Records from a data collection:
....................
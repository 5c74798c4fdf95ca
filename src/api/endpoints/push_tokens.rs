//! Push token registration.

use axum::extract::{Path, State};
use axum::http::StatusCode;
use axum::Json;

use crate::api::error::ApiError;
use crate::api::types::{ApiContext, RegisterPushTokenRequest, RegisterPushTokenResponse};
use crate::db;

const MAX_TOKEN_LEN: usize = 4096;

/// `POST /api/users/:id/push-tokens`: idempotent; 201 when the token is
/// new, 200 when it was already registered. Behind the shared secret.
pub async fn register(
    State(ctx): State<ApiContext>,
    Path(user_id): Path<String>,
    Json(body): Json<RegisterPushTokenRequest>,
) -> Result<(StatusCode, Json<RegisterPushTokenResponse>), ApiError> {
    let token = body.token.trim();
    if token.is_empty() {
        return Err(ApiError::BadRequest("token must not be empty".into()));
    }
    if token.len() > MAX_TOKEN_LEN {
        return Err(ApiError::BadRequest("token is too long".into()));
    }

    let registered = ctx
        .core
        .db()
        .with_conn(|conn| db::add_push_token(conn, &user_id, token))?;

    tracing::info!(user_id = %user_id, registered, "Push token registration");
    let status = if registered {
        StatusCode::CREATED
    } else {
        StatusCode::OK
    };
    Ok((status, Json(RegisterPushTokenResponse { registered })))
}
use chrono::{Duration, NaiveDateTime};
use serde::{Deserialize, Serialize};

/// Doctor as referenced from an appointment (denormalized at booking time).
#[derive(Debug, Clone, PartialEq, Eq, Serialize, Deserialize)]
#[serde(rename_all = "camelCase")]
pub struct DoctorRef {
    pub id: String,
    pub name: String,
    pub specialty: Option<String>,
}

/// A booked appointment. `date_time` is wall-clock time in the configured
/// reminder timezone.
#[derive(Debug, Clone, PartialEq, Eq, Serialize, Deserialize)]
#[serde(rename_all = "camelCase")]
pub struct Appointment {
    pub id: String,
    pub user_id: String,
    pub doctor: DoctorRef,
    pub date_time: NaiveDateTime,
    /// Free-form lead-time descriptor as entered by the user ("1h", "30min", "1j").
    pub reminder_lead: Option<String>,
    pub voice_message: Option<String>,
}

impl Appointment {
    /// Moment the reminder becomes due, using `default_lead` when the
    /// descriptor is absent or unreadable. `None` when the lead reaches
    /// outside the representable calendar.
    pub fn remind_at(&self, default_lead: Duration) -> Option<NaiveDateTime> {
        let lead = self
            .reminder_lead
            .as_deref()
            .and_then(|raw| raw.parse::<LeadTime>().ok())
            .map(LeadTime::as_duration)
            .unwrap_or(default_lead);
        self.date_time.checked_sub_signed(lead)
    }
}

/// Parsed reminder lead time.
#[derive(Debug, Clone, Copy, PartialEq, Eq)]
pub struct LeadTime {
    minutes: i64,
}

impl LeadTime {
    /// Longest accepted lead: one year.
    pub const MAX_MINUTES: i64 = 365 * 24 * 60;

    pub fn from_minutes(minutes: i64) -> Option<Self> {
        (minutes > 0 && minutes <= Self::MAX_MINUTES).then_some(Self { minutes })
    }

    pub fn minutes(self) -> i64 {
        self.minutes
    }

    pub fn as_duration(self) -> Duration {
        Duration::minutes(self.minutes)
    }
}

impl std::str::FromStr for LeadTime {
    type Err = String;

    /// Accepts `45`, `15min`, `30 min`, `15m`, `2h`, `2 heures`, `1d`, `1j`, `1 jour`.
    fn from_str(s: &str) -> Result<Self, Self::Err> {
        let raw = s.trim().to_lowercase();
        let digits_end = raw
            .find(|c: char| !c.is_ascii_digit())
            .unwrap_or(raw.len());
        let (number, unit) = raw.split_at(digits_end);
        let amount: i64 = number
            .parse()
            .map_err(|_| format!("lead time must start with a number: {s}"))?;

        let multiplier = match unit.trim() {
            "" | "m" | "min" | "mins" | "minute" | "minutes" => 1,
            "h" | "hr" | "hrs" | "hour" | "hours" | "heure" | "heures" => 60,
            "d" | "day" | "days" | "j" | "jour" | "jours" => 24 * 60,
            other => return Err(format!("unknown lead time unit: {other}")),
        };

        amount
            .checked_mul(multiplier)
            .and_then(LeadTime::from_minutes)
            .ok_or_else(|| format!("lead time must be between 1 minute and 365 days: {s}"))
    }
}

#[cfg(test)]
mod tests {
    use super::*;
    use chrono::NaiveDate;

    fn at(h: u32, m: u32) -> NaiveDateTime {
        NaiveDate::from_ymd_opt(2026, 3, 2)
            .unwrap()
            .and_hms_opt(h, m, 0)
            .unwrap()
    }

    fn appointment(lead: Option<&str>) -> Appointment {
        Appointment {
            id: "appt-1".into(),
            user_id: "u-1".into(),
            doctor: DoctorRef {
                id: "doc-1".into(),
                name: "Dr. Martin".into(),
                specialty: Some("Cardiologist".into()),
            },
            date_time: at(14, 30),
            reminder_lead: lead.map(String::from),
            voice_message: None,
        }
    }

    #[test]
    fn parses_common_descriptors() {
        assert_eq!("45".parse::<LeadTime>().unwrap().minutes(), 45);
        assert_eq!("15min".parse::<LeadTime>().unwrap().minutes(), 15);
        assert_eq!("30 min".parse::<LeadTime>().unwrap().minutes(), 30);
        assert_eq!("2h".parse::<LeadTime>().unwrap().minutes(), 120);
        assert_eq!("2 heures".parse::<LeadTime>().unwrap().minutes(), 120);
        assert_eq!("1d".parse::<LeadTime>().unwrap().minutes(), 1440);
        assert_eq!("1 jour".parse::<LeadTime>().unwrap().minutes(), 1440);
        assert_eq!("1J".parse::<LeadTime>().unwrap().minutes(), 1440);
    }

    #[test]
    fn rejects_unreadable_descriptors() {
        assert!("soon".parse::<LeadTime>().is_err());
        assert!("0h".parse::<LeadTime>().is_err());
        assert!("3 weeks".parse::<LeadTime>().is_err());
        assert!("".parse::<LeadTime>().is_err());
    }

    #[test]
    fn rejects_oversized_leads() {
        assert_eq!("365j".parse::<LeadTime>().unwrap().minutes(), LeadTime::MAX_MINUTES);
        assert!("366j".parse::<LeadTime>().is_err());
        assert!("1000000000j".parse::<LeadTime>().is_err());
        assert!("99999999999999999999".parse::<LeadTime>().is_err());
    }

    #[test]
    fn oversized_lead_uses_default() {
        let appt = appointment(Some("1000000000j"));
        assert_eq!(appt.remind_at(Duration::minutes(60)), Some(at(13, 30)));
    }

    #[test]
    fn remind_at_out_of_range_is_none() {
        let mut appt = appointment(None);
        appt.date_time = NaiveDateTime::MIN;
        assert_eq!(appt.remind_at(Duration::minutes(60)), None);
    }

    #[test]
    fn remind_at_uses_descriptor() {
        let appt = appointment(Some("1h"));
        assert_eq!(appt.remind_at(Duration::minutes(15)), Some(at(13, 30)));
    }

    #[test]
    fn remind_at_falls_back_to_default_lead() {
        assert_eq!(
            appointment(None).remind_at(Duration::minutes(60)),
            Some(at(13, 30))
        );
        assert_eq!(
            appointment(Some("whenever")).remind_at(Duration::minutes(30)),
            Some(at(14, 0))
        );
    }
}
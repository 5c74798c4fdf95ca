//! Health check endpoint.

use axum::extract::State;
use axum::Json;

use crate::api::types::{ApiContext, HealthResponse};

/// `GET /api/health`: liveness and version.
pub async fn check(State(ctx): State<ApiContext>) -> Json<HealthResponse> {
    Json(HealthResponse {
        status: "ok",
        version: crate::config::APP_VERSION,
        scan_running: ctx.core.is_scan_running(),
    })
}
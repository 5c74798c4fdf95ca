use std::collections::HashSet;

use chrono::NaiveDateTime;
use rusqlite::{params, Connection};

use super::{format_datetime, parse_datetime};
use crate::db::DatabaseError;
use crate::models::{DispatchMarker, ReminderKind};

/// Record a SENT occurrence. Returns false if the key was already recorded.
pub fn record_dispatch(conn: &Connection, marker: &DispatchMarker) -> Result<bool, DatabaseError> {
    let inserted = conn.execute(
        "INSERT OR IGNORE INTO dispatch_ledger (occurrence_key, user_id, kind, entity_id, slot, sent_at)
         VALUES (?1, ?2, ?3, ?4, ?5, ?6)",
        params![
            marker.occurrence_key,
            marker.user_id,
            marker.kind.as_str(),
            marker.entity_id,
            marker.slot,
            format_datetime(&marker.sent_at),
        ],
    )?;
    Ok(inserted > 0)
}

pub fn is_dispatched(conn: &Connection, occurrence_key: &str) -> Result<bool, DatabaseError> {
    let count: i64 = conn.query_row(
        "SELECT COUNT(*) FROM dispatch_ledger WHERE occurrence_key = ?1",
        [occurrence_key],
        |row| row.get(0),
    )?;
    Ok(count > 0)
}

/// Every occurrence key already notified for one user.
pub fn sent_keys_for_user(conn: &Connection, user_id: &str) -> Result<HashSet<String>, DatabaseError> {
    let mut stmt = conn.prepare("SELECT occurrence_key FROM dispatch_ledger WHERE user_id = ?1")?;
    let keys = stmt
        .query_map([user_id], |row| row.get::<_, String>(0))?
        .collect::<Result<HashSet<_>, _>>()?;
    Ok(keys)
}

/// Ledger rows for one user, newest first.
pub fn list_dispatches_for_user(
    conn: &Connection,
    user_id: &str,
) -> Result<Vec<DispatchMarker>, DatabaseError> {
    let mut stmt = conn.prepare(
        "SELECT occurrence_key, user_id, kind, entity_id, slot, sent_at
         FROM dispatch_ledger WHERE user_id = ?1
         ORDER BY sent_at DESC, occurrence_key",
    )?;
    let rows = stmt.query_map([user_id], |row| {
        Ok((
            row.get::<_, String>(0)?,
            row.get::<_, String>(1)?,
            row.get::<_, String>(2)?,
            row.get::<_, String>(3)?,
            row.get::<_, Option<String>>(4)?,
            row.get::<_, String>(5)?,
        ))
    })?;

    let mut markers = Vec::new();
    for row in rows {
        let (occurrence_key, user_id, kind, entity_id, slot, sent_at) = row?;
        markers.push(DispatchMarker {
            occurrence_key,
            user_id,
            kind: kind.parse()?,
            entity_id,
            slot,
            sent_at: parse_datetime(&sent_at)?,
        });
    }
    Ok(markers)
}

/// Delete markers of `kind` sent before `cutoff`. Returns rows removed.
///
/// Only recurring kinds should be pruned: an appointment or welcome marker
/// that disappears would allow a resend.
pub fn prune_dispatch_ledger(
    conn: &Connection,
    kind: ReminderKind,
    cutoff: &NaiveDateTime,
) -> Result<usize, DatabaseError> {
    let removed = conn.execute(
        "DELETE FROM dispatch_ledger WHERE kind = ?1 AND sent_at < ?2",
        params![kind.as_str(), format_datetime(cutoff)],
    )?;
    Ok(removed)
}
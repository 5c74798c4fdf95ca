//! Structured AI flows.
//!
//! A flow validates its input, prompts a text-completion backend, extracts
//! the JSON object from the reply and validates it against the flow's
//! output type. Backend failures become a neutral fallback message unless
//! the caller asks for the hard error.

pub mod cache;
pub mod client;
pub mod contract;
pub mod runner;
pub mod symptom_check;
pub mod wellness_tip;

use thiserror::Error;

pub use cache::FlowCache;
pub use client::{HttpCompletionClient, TextCompletion};
pub use contract::{extract_json_object, Flow, Validate};
pub use runner::{FlowOutcome, FlowRunner};
pub use symptom_check::{SymptomCheckFlow, SymptomCheckInput, SymptomCheckOutput};
pub use wellness_tip::{WellnessTipFlow, WellnessTipInput, WellnessTipOutput};

#[derive(Error, Debug, Clone, PartialEq, Eq)]
pub enum FlowError {
    #[error("Invalid input: {0}")]
    InvalidInput(String),

    #[error("Completion backend unreachable at {0}")]
    Connection(String),

    #[error("Completion transport error: {0}")]
    Transport(String),

    #[error("Completion backend error ({status}): {body}")]
    Backend { status: u16, body: String },

    #[error("No JSON object in completion")]
    MissingJson,

    #[error("Invalid output: {0}")]
    InvalidOutput(String),
}

impl FlowError {
    /// Errors the caller caused; never replaced by a fallback.
    pub fn is_caller_error(&self) -> bool {
        matches!(self, Self::InvalidInput(_))
    }
}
....................
Required work>
Would you show every line in the data above that contains the string "ApiError"?

Result of this task>
use crate::api::error::ApiError;
) -> Result<(StatusCode, Json<RegisterPushTokenResponse>), ApiError> {
        return Err(ApiError::BadRequest("token must not be empty".into()));
        return Err(ApiError::BadRequest("token is too long".into()));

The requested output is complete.